In the city, the population was spread out with 24.1% under the age of 18, 9.7% from 18 to 24, 24.2% from 25 to 44, 21.3% from 45 to 64, and 20.7% who were 65 years of age or older. The median age was 40 years. For every 100 females there were 89.2 males. For every 100 females age 18 and over, there were 86.3 males.

As of 2000 the median income for a household in the city was $31,105, and the median income for a family was $40,455. Males had a median income of $28,065 versus $18,516 for females. The per capita income for the city was $16,691. About 7.9% of families and 9.4% of the population were below the poverty line, including 9.7% of those under age 18 and 8.4% of those age 65 or over.

Culture

The Harvey P. Sutton House at 602 Norris Avenue was designed by influential architect Frank Lloyd Wright in 1905–1907 and built 1907–1908. The classic Prairie-style house is listed in the National Register of Historic Places; it is the only Wright house known to have been built in Nebraska.
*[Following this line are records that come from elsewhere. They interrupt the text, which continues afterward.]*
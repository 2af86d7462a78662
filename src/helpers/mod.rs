mod format_duration;
mod write_file;

pub(crate) use format_duration::format_duration;
pub(crate) use write_file::write_atomically;
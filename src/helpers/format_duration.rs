const SECONDS_PER_MINUTE: f64 = 60.0;
const SECONDS_PER_HOUR: f64 = 60.0 * SECONDS_PER_MINUTE;

fn format_shifted_value(value: f64, fraction_digits: usize) -> String {
    if fraction_digits == 0 || value.fract() == 0.0 {
        format!("{:.0}", value)
    } else {
        format!("{:.1$}", value, fraction_digits)
    }
}

/// Format a predicted shard time, given in seconds, in the largest unit that
/// keeps it above one.
pub(crate) fn format_duration(seconds: f64, fraction_digits: Option<usize>) -> String {
    let fraction_digits = fraction_digits.unwrap_or(1); // Default to 1 decimal place

    match seconds {
        s if s >= SECONDS_PER_HOUR => {
            format!("{} h", format_shifted_value(s / SECONDS_PER_HOUR, fraction_digits))
        }
        s if s >= SECONDS_PER_MINUTE => format!(
            "{} min",
            format_shifted_value(s / SECONDS_PER_MINUTE, fraction_digits)
        ),
        s if s >= 1.0 || s == 0.0 => format!("{} s", format_shifted_value(s, fraction_digits)),
        s => format!("{} ms", format_shifted_value(s * 1000.0, fraction_digits)),
    }
}
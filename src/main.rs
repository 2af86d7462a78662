use perf_sharding::{clean_logger, cli};

#[tokio::main(flavor = "current_thread")]
async fn main() {
    let res = cli::run().await;
    if let Err(err) = res {
        clean_logger();
        eprintln!("Error: {err:#}");
        std::process::exit(1);
    }
}
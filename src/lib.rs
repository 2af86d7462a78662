//! Shard maps of the performance builders: sharding their benchmarks from
//! recorded story timing and keeping the maps consistent with the catalog.

mod config;
mod helpers;
mod local_logger;
mod platforms;
mod prelude;
mod timing_data;
mod validator;

#[cfg(test)]
mod test_utils;

pub mod cli;
pub mod logger;

pub use local_logger::clean_logger;

pub const VERSION: &str = env!("CARGO_PKG_VERSION");
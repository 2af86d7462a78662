use clap::Args;

use super::BuilderSelectionArgs;
use crate::config::ShardingConfig;
use crate::helpers::write_atomically;
use crate::platforms::select_platforms;
use crate::prelude::*;
use crate::timing_data::{FETCH_TIMEOUT, fetch_timing_data, filter_timing_file};

#[derive(Args, Debug)]
pub struct UpdateTimingArgs {
    #[command(flatten)]
    pub selection: BuilderSelectionArgs,

    /// Only drop the timing of stories the builders no longer run, without retrieving fresh data
    #[arg(long)]
    pub filter_only: bool,
}

pub async fn run(args: UpdateTimingArgs, config: &ShardingConfig) -> Result<()> {
    let platforms = select_platforms(&config.platforms, &args.selection.selection())?;
    if !args.filter_only {
        fetch_timing_data(config, &platforms, FETCH_TIMEOUT).await?;
    }

    let shard_maps_dir = config.shard_maps_dir();
    let filtered = platforms
        .iter()
        .map(|platform| filter_timing_file(platform, &shard_maps_dir))
        .collect::<Result<Vec<_>>>()?;
    for (platform, filtered) in platforms.iter().zip(filtered) {
        write_atomically(&platform.timing_file_path(&shard_maps_dir), &filtered)?;
    }
    Ok(())
}

#[cfg(test)]
mod tests {
    use super::*;
    use crate::cli::WaterfallArg;
    use crate::test_utils::{LINUX_TIMING_JSON, Workspace};

    fn filter_only(waterfall: WaterfallArg) -> UpdateTimingArgs {
        UpdateTimingArgs {
            selection: BuilderSelectionArgs {
                builders: vec![],
                waterfall: Some(waterfall),
            },
            filter_only: true,
        }
    }

    #[tokio::test]
    async fn test_filter_only_drops_unknown_stories() {
        let workspace = Workspace::new();
        let stale = LINUX_TIMING_JSON.replacen(
            "[\n",
            "[\n  {\n    \"name\": \"deleted_benchmark/story\",\n    \"duration\": \"3.0\"\n  },\n",
            1,
        );
        workspace.write("timing_data/linux-perf_timing.json", &stale);

        run(filter_only(WaterfallArg::Perf), &workspace.config)
            .await
            .unwrap();

        assert_eq!(
            workspace.read("timing_data/linux-perf_timing.json"),
            LINUX_TIMING_JSON
        );
    }

    #[tokio::test]
    async fn test_filter_only_keeps_aligned_file_byte_identical() {
        let workspace = Workspace::new();

        run(filter_only(WaterfallArg::All), &workspace.config)
            .await
            .unwrap();

        assert_eq!(
            workspace.read("timing_data/linux-perf_timing.json"),
            LINUX_TIMING_JSON
        );
    }

    #[tokio::test]
    async fn test_unreadable_timing_file_leaves_other_files_untouched() {
        let workspace = Workspace::new();
        let stale = LINUX_TIMING_JSON.replacen(
            "[\n",
            "[\n  {\n    \"name\": \"deleted_benchmark/story\",\n    \"duration\": \"3.0\"\n  },\n",
            1,
        );
        workspace.write("timing_data/linux-perf_timing.json", &stale);
        workspace.write("timing_data/android_go_perf_timing.json", "not json");

        let result = run(filter_only(WaterfallArg::All), &workspace.config).await;

        assert!(result.is_err());
        assert_eq!(workspace.read("timing_data/linux-perf_timing.json"), stale);
    }

    #[tokio::test]
    async fn test_failing_fetch_aborts() {
        let workspace = Workspace::new();
        let args = UpdateTimingArgs {
            selection: BuilderSelectionArgs {
                builders: vec!["linux-perf".into()],
                waterfall: None,
            },
            filter_only: false,
        };

        // The catalog's fetch command is `false`
        assert!(run(args, &workspace.config).await.is_err());
        assert_eq!(
            workspace.read("timing_data/linux-perf_timing.json"),
            LINUX_TIMING_JSON
        );
    }
}
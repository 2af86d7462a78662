use shard_map::ShardMap;

use crate::config::ShardingConfig;
use crate::helpers::write_atomically;
use crate::prelude::*;

/// Drop from every shard map the benchmarks and executables its builder no
/// longer schedules. Builders without a shard map are skipped.
pub fn run(config: &ShardingConfig) -> Result<()> {
    let shard_maps_dir = config.shard_maps_dir();
    for platform in &config.platforms {
        let path = platform.shard_map_path(&shard_maps_dir);
        if !path.exists() {
            debug!("{} has no shard map, skipping", platform.name);
            continue;
        }

        let content = std::fs::read_to_string(&path)
            .with_context(|| format!("Failed to read shard map at {}", path.display()))?;
        let mut shard_map = ShardMap::from_json(&content)
            .with_context(|| format!("Failed to parse shard map at {}", path.display()))?;

        for removed in shard_map.deschedule(&platform.scheduled_names()) {
            info!("Descheduled {removed} from {}", platform.name);
        }
        write_atomically(&path, &shard_map.to_json()?)?;
    }
    info!("done.");
    Ok(())
}
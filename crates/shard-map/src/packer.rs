use std::collections::VecDeque;

use log::trace;

use crate::benchmark::split_qualified_name;
use crate::repeat::ResolvedRepeats;
use crate::timing_list::TimingLists;

/// Stories assigned to one shard by [`pack`].
#[derive(Debug, Clone, Default, PartialEq)]
pub struct PackedShard {
    /// Stories taken from the timing lists, in the order they were taken.
    pub stories: Vec<String>,
    /// Per-story repeated stories placed on the shard before packing.
    pub pre_allocated: Vec<String>,
    /// Predicted time of the shard in seconds, pre-allocated stories included.
    pub time: f64,
    /// `(story, seconds)` of everything on the shard.
    pub breakdown: Vec<(String, f64)>,
}

impl PackedShard {
    pub fn is_empty(&self) -> bool {
        self.stories.is_empty() && self.pre_allocated.is_empty()
    }

    /// Every story on the shard, pre-allocated ones first.
    pub fn all_stories(&self) -> impl Iterator<Item = &str> {
        self.pre_allocated
            .iter()
            .chain(self.stories.iter())
            .map(String::as_str)
    }
}

/// Distribute the timing lists over `num_shards` shards.
///
/// Shards are filled in order. Each shard first receives the per-story
/// repeated stories whose repeat count exceeds its index, then takes stories
/// (current whole-benchmark repeat round first, one-time stories after) for as
/// long as its predicted time gets closer to the mean of what is left. The last
/// shard takes everything that remains.
///
/// A copy of a whole-repeated benchmark is never split inside a round, and a
/// round always starts on a fresh shard, so a benchmark repeated R times runs
/// on exactly R shards.
pub fn pack(lists: &TimingLists, repeats: &ResolvedRepeats, num_shards: usize) -> Vec<PackedShard> {
    Packer::new(lists, repeats, num_shards).run()
}

struct Packer<'a> {
    lists: &'a TimingLists,
    repeats: &'a ResolvedRepeats,
    num_shards: usize,
    one_time: VecDeque<(String, f64)>,
    round: VecDeque<(String, f64)>,
    rounds_started: usize,
    remaining_time: f64,
}

impl<'a> Packer<'a> {
    fn new(lists: &'a TimingLists, repeats: &'a ResolvedRepeats, num_shards: usize) -> Self {
        // Per-story repeated stories only ever land through pre-allocation
        let one_time = lists
            .one_time
            .iter()
            .filter(|(name, _)| !repeats.stories.contains_key(name))
            .cloned()
            .collect();

        Self {
            lists,
            repeats,
            num_shards,
            one_time,
            round: VecDeque::new(),
            rounds_started: 0,
            remaining_time: lists.total_time(repeats),
        }
    }

    fn run(mut self) -> Vec<PackedShard> {
        (0..self.num_shards)
            .map(|index| {
                let shard = self.pack_shard(index);
                self.remaining_time -= shard.time;
                trace!(
                    "Shard #{index}: {} stories, {:.1}s",
                    shard.stories.len() + shard.pre_allocated.len(),
                    shard.time
                );
                shard
            })
            .collect()
    }

    fn pack_shard(&mut self, index: usize) -> PackedShard {
        let mut shard = PackedShard::default();
        let is_last = index + 1 == self.num_shards;
        let expected_time = self.remaining_time / (self.num_shards - index) as f64;

        for (story, &count) in &self.repeats.stories {
            if count > index {
                let duration = self.lists.repeated_stories[story];
                shard.pre_allocated.push(story.clone());
                shard.breakdown.push((story.clone(), duration));
                shard.time += duration;
            }
        }

        if self.round.is_empty() && self.rounds_started < self.repeats.max_benchmark_repeats() {
            self.start_round();
        }

        // When every remaining shard is needed to start a remaining round, the
        // current round has to end on this shard.
        let shards_after = self.num_shards - index - 1;
        let rounds_left = self.repeats.max_benchmark_repeats() - self.rounds_started;
        let drain_round = rounds_left >= shards_after;
        let needing_stories = self.shards_without_pre_allocation_after(index);

        loop {
            let from_round = !self.round.is_empty();
            let source = if from_round {
                &mut self.round
            } else {
                &mut self.one_time
            };
            // The first story is taken unconditionally to avoid empty shards
            let Some((story, duration)) = source.pop_front() else {
                break;
            };
            shard.time += duration;
            shard.breakdown.push((story.clone(), duration));
            shard.stories.push(story);

            if is_last {
                continue;
            }

            let Some((next_story, next_duration)) =
                self.round.front().or_else(|| self.one_time.front())
            else {
                break;
            };

            if from_round && !self.round.is_empty() {
                let taken = shard.stories.last().map(String::as_str).unwrap_or_default();
                if drain_round || same_benchmark(taken, next_story) {
                    continue;
                }
            }

            if self.pending_stories() <= needing_stories {
                break;
            }
            if (shard.time + next_duration - expected_time).abs()
                > (shard.time - expected_time).abs()
            {
                break;
            }
        }

        shard
    }

    fn start_round(&mut self) {
        for (benchmark, timing_list) in &self.lists.repeated_benchmarks {
            if self.repeats.benchmarks[benchmark] > self.rounds_started {
                self.round.extend(timing_list.iter().cloned());
            }
        }
        self.rounds_started += 1;
    }

    /// Stories not yet placed, rounds that have not started included.
    fn pending_stories(&self) -> usize {
        let future_rounds: usize = self
            .lists
            .repeated_benchmarks
            .iter()
            .map(|(benchmark, timing_list)| {
                let repeats = self.repeats.benchmarks[benchmark];
                timing_list.len() * repeats.saturating_sub(self.rounds_started)
            })
            .sum();
        self.round.len() + self.one_time.len() + future_rounds
    }

    /// Shards after `index` that would stay empty without a packed story.
    fn shards_without_pre_allocation_after(&self, index: usize) -> usize {
        let first_bare_shard = (index + 1).max(self.repeats.max_story_repeats());
        self.num_shards.saturating_sub(first_bare_shard)
    }
}

fn same_benchmark(a: &str, b: &str) -> bool {
    match (split_qualified_name(a), split_qualified_name(b)) {
        (Some((a, _)), Some((b, _))) => a == b,
        _ => false,
    }
}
The house is used as a private residence, and is not open to the public.

McCook hosts the Buffalo Commons Storytelling Festival each summer. There is also the Heritage Day Celebration and the McCook Balloon Fest in September.

McCook Army Airfield, active from 1943 through 1945, was located nine miles northwest of McCook.

McCook hosted a professional baseball team, the McCook Braves, who played in the Nebraska State League from 1956–59. In their final season in 1959, the club featured future Baseball Hall of Famer Phil Niekro and won the NSL championship; both the Braves and the league folded at season's end. Another pitcher on the team, Pat Jordan, later became a writer for the Sporting News, and wrote an autobiography dealing with his career with the Braves, A False Spring.

McCook is home to the first 2-year Junior College in Nebraska, it was founded in September of 1926 on the second floor of the YMCA building on Main Street. The name was eventually changed to McCook Community College and and was governed over the Mid-Plains Area.

Transportation

George Norris House from SE 2
The George Norris House in McCook is listed in the National Register of Historic Places.

Rail

Amtrak, the national passenger rail system, provides service through McCook, operating its California Zephyr daily in both directions between Chicago and Emeryville (Oakland), California, with stops in Omaha, Lincoln, Hastings.

Air

Commuter airline Boutique Air is currently serving the McCook Regional Airport with daily nonstop round trip commercial flights to Denver, Colorado.